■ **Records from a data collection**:
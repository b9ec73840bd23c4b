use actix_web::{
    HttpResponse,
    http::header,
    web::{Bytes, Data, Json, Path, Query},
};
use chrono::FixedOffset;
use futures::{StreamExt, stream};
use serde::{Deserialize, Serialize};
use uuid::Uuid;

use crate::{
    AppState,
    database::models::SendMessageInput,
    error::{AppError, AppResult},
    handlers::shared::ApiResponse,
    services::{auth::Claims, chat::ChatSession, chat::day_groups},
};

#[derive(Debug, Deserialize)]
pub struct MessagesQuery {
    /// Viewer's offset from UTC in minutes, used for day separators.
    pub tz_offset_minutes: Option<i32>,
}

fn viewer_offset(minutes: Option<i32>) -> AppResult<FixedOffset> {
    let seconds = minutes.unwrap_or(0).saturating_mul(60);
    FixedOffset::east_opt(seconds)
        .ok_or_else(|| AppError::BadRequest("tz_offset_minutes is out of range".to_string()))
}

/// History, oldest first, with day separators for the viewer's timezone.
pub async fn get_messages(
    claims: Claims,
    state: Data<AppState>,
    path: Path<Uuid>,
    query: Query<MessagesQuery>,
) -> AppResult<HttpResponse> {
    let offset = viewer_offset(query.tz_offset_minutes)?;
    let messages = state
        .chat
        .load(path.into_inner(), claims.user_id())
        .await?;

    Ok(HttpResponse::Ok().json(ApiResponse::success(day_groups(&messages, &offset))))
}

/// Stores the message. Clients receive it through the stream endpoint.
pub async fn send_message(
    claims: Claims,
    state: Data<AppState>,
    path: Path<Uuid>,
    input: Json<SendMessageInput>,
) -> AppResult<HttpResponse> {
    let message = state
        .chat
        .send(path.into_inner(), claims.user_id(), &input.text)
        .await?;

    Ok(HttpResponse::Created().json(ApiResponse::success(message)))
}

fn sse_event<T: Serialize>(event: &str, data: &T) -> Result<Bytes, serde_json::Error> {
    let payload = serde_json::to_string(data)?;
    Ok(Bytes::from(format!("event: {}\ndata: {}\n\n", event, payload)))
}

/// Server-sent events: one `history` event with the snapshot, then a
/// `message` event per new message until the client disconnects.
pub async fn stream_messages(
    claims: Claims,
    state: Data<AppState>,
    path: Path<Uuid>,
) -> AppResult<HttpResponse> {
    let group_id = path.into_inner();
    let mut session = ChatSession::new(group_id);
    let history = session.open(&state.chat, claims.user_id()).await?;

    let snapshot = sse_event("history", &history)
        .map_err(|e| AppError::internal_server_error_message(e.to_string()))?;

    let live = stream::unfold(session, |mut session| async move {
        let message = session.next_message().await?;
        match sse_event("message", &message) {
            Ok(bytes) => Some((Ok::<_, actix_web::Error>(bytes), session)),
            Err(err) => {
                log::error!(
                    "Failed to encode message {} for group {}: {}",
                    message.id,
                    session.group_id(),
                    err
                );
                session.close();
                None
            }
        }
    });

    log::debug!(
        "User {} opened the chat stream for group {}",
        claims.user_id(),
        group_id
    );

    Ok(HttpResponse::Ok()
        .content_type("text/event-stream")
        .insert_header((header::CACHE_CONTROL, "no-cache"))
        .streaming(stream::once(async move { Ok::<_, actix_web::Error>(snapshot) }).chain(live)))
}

* * *

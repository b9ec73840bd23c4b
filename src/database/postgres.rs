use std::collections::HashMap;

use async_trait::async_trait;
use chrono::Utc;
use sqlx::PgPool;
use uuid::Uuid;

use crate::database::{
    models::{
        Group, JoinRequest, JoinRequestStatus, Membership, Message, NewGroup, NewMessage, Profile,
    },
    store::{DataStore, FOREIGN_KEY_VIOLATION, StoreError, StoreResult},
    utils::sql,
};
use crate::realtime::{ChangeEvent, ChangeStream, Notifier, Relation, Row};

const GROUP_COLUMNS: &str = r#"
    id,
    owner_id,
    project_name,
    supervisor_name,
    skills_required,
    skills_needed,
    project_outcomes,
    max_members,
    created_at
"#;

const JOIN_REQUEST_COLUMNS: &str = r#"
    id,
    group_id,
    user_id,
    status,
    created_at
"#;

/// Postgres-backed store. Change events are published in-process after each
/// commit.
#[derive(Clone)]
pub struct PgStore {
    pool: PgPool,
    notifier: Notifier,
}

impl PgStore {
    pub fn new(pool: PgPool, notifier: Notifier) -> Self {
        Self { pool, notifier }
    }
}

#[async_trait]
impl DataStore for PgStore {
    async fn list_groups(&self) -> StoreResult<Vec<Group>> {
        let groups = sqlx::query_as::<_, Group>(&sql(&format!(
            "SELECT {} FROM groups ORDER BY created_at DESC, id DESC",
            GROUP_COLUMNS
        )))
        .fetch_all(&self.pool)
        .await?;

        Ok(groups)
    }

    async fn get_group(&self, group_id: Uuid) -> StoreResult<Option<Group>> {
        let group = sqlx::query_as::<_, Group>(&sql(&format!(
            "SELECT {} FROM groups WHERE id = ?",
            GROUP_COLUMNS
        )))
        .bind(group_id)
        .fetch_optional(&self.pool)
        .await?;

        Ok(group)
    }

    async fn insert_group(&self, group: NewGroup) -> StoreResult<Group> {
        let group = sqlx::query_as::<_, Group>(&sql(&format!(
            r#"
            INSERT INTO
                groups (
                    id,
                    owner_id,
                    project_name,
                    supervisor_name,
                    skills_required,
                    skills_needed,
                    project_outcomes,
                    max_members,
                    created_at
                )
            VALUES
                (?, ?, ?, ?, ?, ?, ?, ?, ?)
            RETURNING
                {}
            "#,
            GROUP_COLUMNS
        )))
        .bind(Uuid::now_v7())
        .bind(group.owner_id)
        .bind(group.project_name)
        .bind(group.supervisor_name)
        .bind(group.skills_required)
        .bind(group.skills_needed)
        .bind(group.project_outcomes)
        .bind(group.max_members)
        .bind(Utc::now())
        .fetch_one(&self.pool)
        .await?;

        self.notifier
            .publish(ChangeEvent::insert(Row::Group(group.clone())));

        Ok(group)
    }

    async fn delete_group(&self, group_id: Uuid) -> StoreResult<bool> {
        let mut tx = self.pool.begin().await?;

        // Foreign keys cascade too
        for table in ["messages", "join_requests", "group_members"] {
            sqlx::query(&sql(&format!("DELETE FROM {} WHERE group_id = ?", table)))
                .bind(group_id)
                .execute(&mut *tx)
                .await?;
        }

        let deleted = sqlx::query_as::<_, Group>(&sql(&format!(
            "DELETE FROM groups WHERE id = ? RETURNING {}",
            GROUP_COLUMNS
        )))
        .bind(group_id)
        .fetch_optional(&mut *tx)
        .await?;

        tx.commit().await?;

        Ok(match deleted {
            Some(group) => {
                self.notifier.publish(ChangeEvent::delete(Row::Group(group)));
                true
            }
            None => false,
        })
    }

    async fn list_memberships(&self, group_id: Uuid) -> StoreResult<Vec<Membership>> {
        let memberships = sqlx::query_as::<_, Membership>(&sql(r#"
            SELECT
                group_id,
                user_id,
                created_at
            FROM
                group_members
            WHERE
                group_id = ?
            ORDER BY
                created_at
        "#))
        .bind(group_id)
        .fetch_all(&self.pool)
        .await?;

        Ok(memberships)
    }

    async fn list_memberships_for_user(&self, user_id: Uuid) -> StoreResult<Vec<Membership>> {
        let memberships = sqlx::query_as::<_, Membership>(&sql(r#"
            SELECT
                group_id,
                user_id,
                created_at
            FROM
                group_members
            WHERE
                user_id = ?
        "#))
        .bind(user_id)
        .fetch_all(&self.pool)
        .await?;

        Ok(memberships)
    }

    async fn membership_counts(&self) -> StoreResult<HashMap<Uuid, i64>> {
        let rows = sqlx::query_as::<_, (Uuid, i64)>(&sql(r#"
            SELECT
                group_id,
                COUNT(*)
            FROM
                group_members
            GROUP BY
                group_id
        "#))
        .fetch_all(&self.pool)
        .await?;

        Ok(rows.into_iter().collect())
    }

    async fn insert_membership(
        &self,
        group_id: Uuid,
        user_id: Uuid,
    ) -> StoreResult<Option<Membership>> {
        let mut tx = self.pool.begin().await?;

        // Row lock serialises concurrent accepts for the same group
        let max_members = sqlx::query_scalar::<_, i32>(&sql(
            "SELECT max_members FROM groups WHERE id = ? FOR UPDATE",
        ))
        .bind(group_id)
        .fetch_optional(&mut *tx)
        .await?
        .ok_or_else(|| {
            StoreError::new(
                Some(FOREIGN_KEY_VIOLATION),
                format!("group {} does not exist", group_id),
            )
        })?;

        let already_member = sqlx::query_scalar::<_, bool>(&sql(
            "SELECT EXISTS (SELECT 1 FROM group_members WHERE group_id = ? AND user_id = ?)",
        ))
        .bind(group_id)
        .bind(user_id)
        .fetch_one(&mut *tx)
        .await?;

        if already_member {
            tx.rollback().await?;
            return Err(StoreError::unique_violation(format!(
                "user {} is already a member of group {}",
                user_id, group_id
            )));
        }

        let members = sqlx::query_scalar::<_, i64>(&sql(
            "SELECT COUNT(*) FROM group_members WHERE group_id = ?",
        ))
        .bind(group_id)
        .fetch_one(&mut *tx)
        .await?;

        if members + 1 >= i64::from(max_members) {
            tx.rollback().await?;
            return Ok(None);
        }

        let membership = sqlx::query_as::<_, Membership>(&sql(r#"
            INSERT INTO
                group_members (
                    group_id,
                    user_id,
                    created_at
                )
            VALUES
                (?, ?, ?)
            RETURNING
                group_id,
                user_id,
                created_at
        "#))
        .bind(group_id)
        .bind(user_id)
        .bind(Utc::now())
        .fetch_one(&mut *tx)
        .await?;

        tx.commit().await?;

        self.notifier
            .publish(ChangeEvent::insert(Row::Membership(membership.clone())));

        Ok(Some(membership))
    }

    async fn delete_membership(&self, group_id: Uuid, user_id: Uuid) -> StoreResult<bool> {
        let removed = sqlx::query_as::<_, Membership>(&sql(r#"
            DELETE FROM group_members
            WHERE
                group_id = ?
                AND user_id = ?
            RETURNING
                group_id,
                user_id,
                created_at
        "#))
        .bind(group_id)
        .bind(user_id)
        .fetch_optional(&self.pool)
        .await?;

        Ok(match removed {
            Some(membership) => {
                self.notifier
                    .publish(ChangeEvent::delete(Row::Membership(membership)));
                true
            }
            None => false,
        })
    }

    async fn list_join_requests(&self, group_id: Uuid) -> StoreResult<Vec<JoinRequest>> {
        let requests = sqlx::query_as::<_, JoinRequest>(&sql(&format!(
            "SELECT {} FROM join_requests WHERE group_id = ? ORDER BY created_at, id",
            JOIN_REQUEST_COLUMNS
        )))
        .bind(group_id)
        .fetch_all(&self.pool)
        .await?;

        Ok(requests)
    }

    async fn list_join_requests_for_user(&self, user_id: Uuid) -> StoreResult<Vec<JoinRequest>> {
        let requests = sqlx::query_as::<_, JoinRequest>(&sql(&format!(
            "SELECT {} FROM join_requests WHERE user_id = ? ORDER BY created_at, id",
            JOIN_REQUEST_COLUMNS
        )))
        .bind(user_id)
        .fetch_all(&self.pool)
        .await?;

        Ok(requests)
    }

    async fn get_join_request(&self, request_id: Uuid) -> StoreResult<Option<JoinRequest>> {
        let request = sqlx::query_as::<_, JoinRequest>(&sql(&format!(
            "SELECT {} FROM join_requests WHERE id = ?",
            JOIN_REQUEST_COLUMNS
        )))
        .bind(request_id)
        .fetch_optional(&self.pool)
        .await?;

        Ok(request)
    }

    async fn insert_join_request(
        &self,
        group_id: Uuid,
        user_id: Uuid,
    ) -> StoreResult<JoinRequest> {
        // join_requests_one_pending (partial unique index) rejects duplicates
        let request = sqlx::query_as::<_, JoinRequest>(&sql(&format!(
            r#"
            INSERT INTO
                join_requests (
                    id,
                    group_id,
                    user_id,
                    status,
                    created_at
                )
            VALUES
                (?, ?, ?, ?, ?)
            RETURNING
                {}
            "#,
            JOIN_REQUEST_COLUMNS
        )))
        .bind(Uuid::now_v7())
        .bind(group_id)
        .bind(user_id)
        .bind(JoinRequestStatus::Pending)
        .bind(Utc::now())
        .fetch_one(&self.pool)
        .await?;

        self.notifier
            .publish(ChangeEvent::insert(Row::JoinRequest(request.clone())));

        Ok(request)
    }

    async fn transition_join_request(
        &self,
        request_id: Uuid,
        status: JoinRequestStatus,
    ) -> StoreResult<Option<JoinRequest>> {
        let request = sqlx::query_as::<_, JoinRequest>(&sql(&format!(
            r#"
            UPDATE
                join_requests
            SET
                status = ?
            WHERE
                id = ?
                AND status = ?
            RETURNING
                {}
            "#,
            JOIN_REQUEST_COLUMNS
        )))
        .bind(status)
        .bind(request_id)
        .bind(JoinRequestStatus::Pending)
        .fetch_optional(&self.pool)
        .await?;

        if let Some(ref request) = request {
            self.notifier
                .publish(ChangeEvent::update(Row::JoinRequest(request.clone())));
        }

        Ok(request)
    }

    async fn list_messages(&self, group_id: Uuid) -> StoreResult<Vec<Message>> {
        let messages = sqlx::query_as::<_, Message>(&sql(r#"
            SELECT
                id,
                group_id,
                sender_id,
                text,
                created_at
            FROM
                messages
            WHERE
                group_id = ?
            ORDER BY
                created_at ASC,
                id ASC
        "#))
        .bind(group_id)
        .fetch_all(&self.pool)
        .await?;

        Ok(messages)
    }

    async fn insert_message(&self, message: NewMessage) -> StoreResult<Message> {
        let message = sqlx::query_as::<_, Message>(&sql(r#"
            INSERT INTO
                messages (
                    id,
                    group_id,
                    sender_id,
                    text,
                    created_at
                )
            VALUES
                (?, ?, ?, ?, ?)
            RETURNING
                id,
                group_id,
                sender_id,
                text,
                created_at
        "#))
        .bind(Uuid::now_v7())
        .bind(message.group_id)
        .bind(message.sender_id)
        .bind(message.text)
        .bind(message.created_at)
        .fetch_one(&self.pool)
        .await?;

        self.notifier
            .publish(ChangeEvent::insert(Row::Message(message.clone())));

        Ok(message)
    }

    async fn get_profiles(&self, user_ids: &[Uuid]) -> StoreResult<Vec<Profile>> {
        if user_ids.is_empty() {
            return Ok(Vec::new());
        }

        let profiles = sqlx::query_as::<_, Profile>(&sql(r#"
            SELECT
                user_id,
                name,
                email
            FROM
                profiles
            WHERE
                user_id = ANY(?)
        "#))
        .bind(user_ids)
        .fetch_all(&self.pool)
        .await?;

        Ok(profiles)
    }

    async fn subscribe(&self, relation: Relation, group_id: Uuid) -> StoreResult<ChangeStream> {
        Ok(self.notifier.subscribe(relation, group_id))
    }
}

■ **Task prompt**: Using the data above, extract exactly the lines from the one that holds "join_requests WHERE id" to the one that holds "index) rejects duplicates", both ends included, and no others.

■ **Result**:
            "SELECT {} FROM join_requests WHERE id = ?",
            JOIN_REQUEST_COLUMNS
        )))
        .bind(request_id)
        .fetch_optional(&self.pool)
        .await?;

        Ok(request)
    }

    async fn insert_join_request(
        &self,
        group_id: Uuid,
        user_id: Uuid,
    ) -> StoreResult<JoinRequest> {
        // join_requests_one_pending (partial unique index) rejects duplicates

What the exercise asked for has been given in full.